With C.J. Verdell out for the season, Oregon’s rushing attack will be dependent on Travis Dye, an experienced and versatile back who has surprising power on runs up the middle.
Dye had the best game of his career against Cal, with seven receptions for 73 yards and 145 yards rushing.
However, the Bruins are giving up just three yards per rushing attempt, and a measly 91 yards per game on the ground by their opponents this season, both Conference-leading marks.
No other Pac-12 team is giving up less than 3.50 yards per attempt. It’s hard to imagine Oregon finding plenty of holes up the middle against UCLA.
Pass defense is where the Bruins struggle.
Opponents have completed 62.9% of their passes against UCLA and averaged 290 yards per game, the worst mark in the Conference. UCLA has also given up 13 passing touchdowns, also the worst in the conference.
This is where it gets interesting.
The Ducks are throwing for just 216 yards per game and completing 58.4% of their attempts. Yet, their passing efficiency rating is 140.8, fourth in the Pac-12. One reason for this rating is that Brown has only been picked off once.
To this point in the season, Oregon’s passing attack has been mostly limited to short slants, crossing routes, screens, quick outs, and short passes over the middle and in the flat against zone coverage.
Brown rarely throws down field more than 10-15 yards.
Nearly all of Oregon’s big plays in the passing game have come on short passes that Dye, Verdell or one of the wide receivers managed to turn into long gains, thanks in large part to excellent blocking by wideouts.
Speaking of Oregon’s wide receivers, they have been mostly missing in action. No UO receiver has had a 100-yard game yet, and the running backs have generally been Brown’s preferred targets.
Devon Williams had four receptions against Cal, which was the first time this season an Oregon wideout has had more than three catches in a game.
Yet, Oregon has a talented group of pass-catchers that features experienced wideouts, including Johnny Johnson III, Jaylon Redd, Devon Williams, and Mycah Pittman.
The Ducks also have an exceptional group of newcomers in Dont’e Thornton, Troy Franklin, and Kris Hutson, along with three promising tight ends in Moliki Matavao, Terrance Ferguson, and Spencer Webb.
So, why have the Ducks had so much trouble getting the ball to these receivers?
Fans want to blame Anthony Brown, and who can argue with that? But if Brown is the only problem, why are the coaches doubling down on him as the starter?
In our opinion, it is more complicated than simply pointing to Brown’s shortcomings.
It may, in fact, stem partially from the philosophy of Head Coach Mario Cristobal, who views turnovers with complete horror.
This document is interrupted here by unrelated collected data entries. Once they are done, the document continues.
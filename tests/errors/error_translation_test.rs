use quarry::error::{
    models_by_id, replace_column_names, Error, ErrorKind, ExecutionError, ROW_TOO_LARGE_MESSAGE,
};
use quarry::index::DriverError;
use quarry::model::{ColumnModel, ColumnType};
use quarry::query::TranslationError;
use quarry::schema::SchemaError;

fn schema() -> Vec<ColumnModel> {
    vec![
        ColumnModel::new(1, "score", ColumnType::Double),
        ColumnModel::new(12, "title", ColumnType::String).with_max_size(10),
    ]
}

#[test]
fn test_physical_names_become_display_names() {
    let models = models_by_id(&schema());
    assert_eq!(
        replace_column_names("Out of range value for column '_DBL_C1_' and '_C12_'", &models),
        "Out of range value for column 'score' and 'title'"
    );
    // Only whole ids match: _C1_ is not a prefix of _C12_.
    assert_eq!(replace_column_names("_C12_ vs _C1_", &models), "title vs score");
    assert_eq!(replace_column_names("_C99_ is unknown", &models), "_C99_ is unknown");
    assert_eq!(replace_column_names("no columns here", &models), "no columns here");
}

#[test]
fn test_row_size_failures_get_a_fixed_message() {
    let by_code = ExecutionError::from_driver(DriverError::new(Some(1118), "Row size too large (> 8126)"));
    assert_eq!(by_code, ExecutionError::RowTooLarge);
    assert_eq!(by_code.to_string(), ROW_TOO_LARGE_MESSAGE);

    let by_text = ExecutionError::from_driver(DriverError::new(None, "ROW SIZE TOO LARGE for _C1_"));
    assert_eq!(by_text, ExecutionError::RowTooLarge);
}

#[test]
fn test_unknown_column_is_schema_lag() {
    let err = ExecutionError::from_driver(DriverError::new(Some(1054), "Unknown column '_C12_' in 'where clause'"))
        .scrub(&models_by_id(&schema()));
    assert!(err.is_schema_lag());
    assert_eq!(
        err,
        ExecutionError::SchemaLag("Unknown column 'title' in 'where clause'".into())
    );
}

#[test]
fn test_other_driver_failures_keep_their_code() {
    let err = ExecutionError::from_driver(DriverError::new(Some(1406), "Data too long for column '_C12_'"))
        .scrub(&models_by_id(&schema()));
    assert!(!err.is_schema_lag());
    assert_eq!(
        err,
        ExecutionError::Driver {
            code: Some(1406),
            message: "Data too long for column 'title'".into(),
        }
    );
    assert_eq!(err.to_string(), "Data too long for column 'title'");
}

#[test]
fn test_error_kinds() {
    let execution: Error = DriverError::new(Some(2006), "server has gone away").into();
    assert_eq!(execution.kind(), ErrorKind::Execution);
    assert_eq!(execution.to_string(), "server has gone away");

    let translation: Error = TranslationError::UnknownColumn("nickname".into()).into();
    assert_eq!(translation.kind(), ErrorKind::Translation);

    let schema: Error = SchemaError::EmptyChange.into();
    assert_eq!(schema.kind(), ErrorKind::Schema);
}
Cristobal clearly wants to play ball control, pound it up the middle, avoid turnovers, limit risky plays, and throw enough to keep opponents from packing the box.
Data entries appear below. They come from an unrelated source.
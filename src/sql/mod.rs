//! SQL generation module.
//!
//! Everything the crate sends to the table index store is built here or
//! from these tokens:
//!
//! - [`naming`] - deterministic physical table, column and bind names
//! - [`ddl`] - CREATE, ALTER and DROP for index, status and current-row tables
//! - [`dml`] - bound row upserts, deletes and the status upsert
//! - [`token`] - token types for SQL generation

pub mod ddl;
pub mod dml;
pub mod naming;
pub mod token;

pub use token::{Token, TokenStream};

pub use ddl::{AlterAction, AlterTable, ColumnDef, CreateTable, DropTable, TableConstraint};

pub use dml::{BindMap, Delete, Insert, RowBinds};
While Brown has been inconsistent, he has generally played within the parameters his coaches set for him, and he has done enough good things (see his play in the fourth quarter against Cal) to keep his starting position.
But the UCLA matchup just screams for a different approach. Hit some receivers down field. Get the wideouts more involved. Use Dye as a decoy, at least at times. Find the big tight ends and let them rumble.
Our guess is the coaches will go to the air early and often against UCLA.
But if they stick to Dye up the middle and short slants and passes in the flat, this game could get away from Oregon quickly.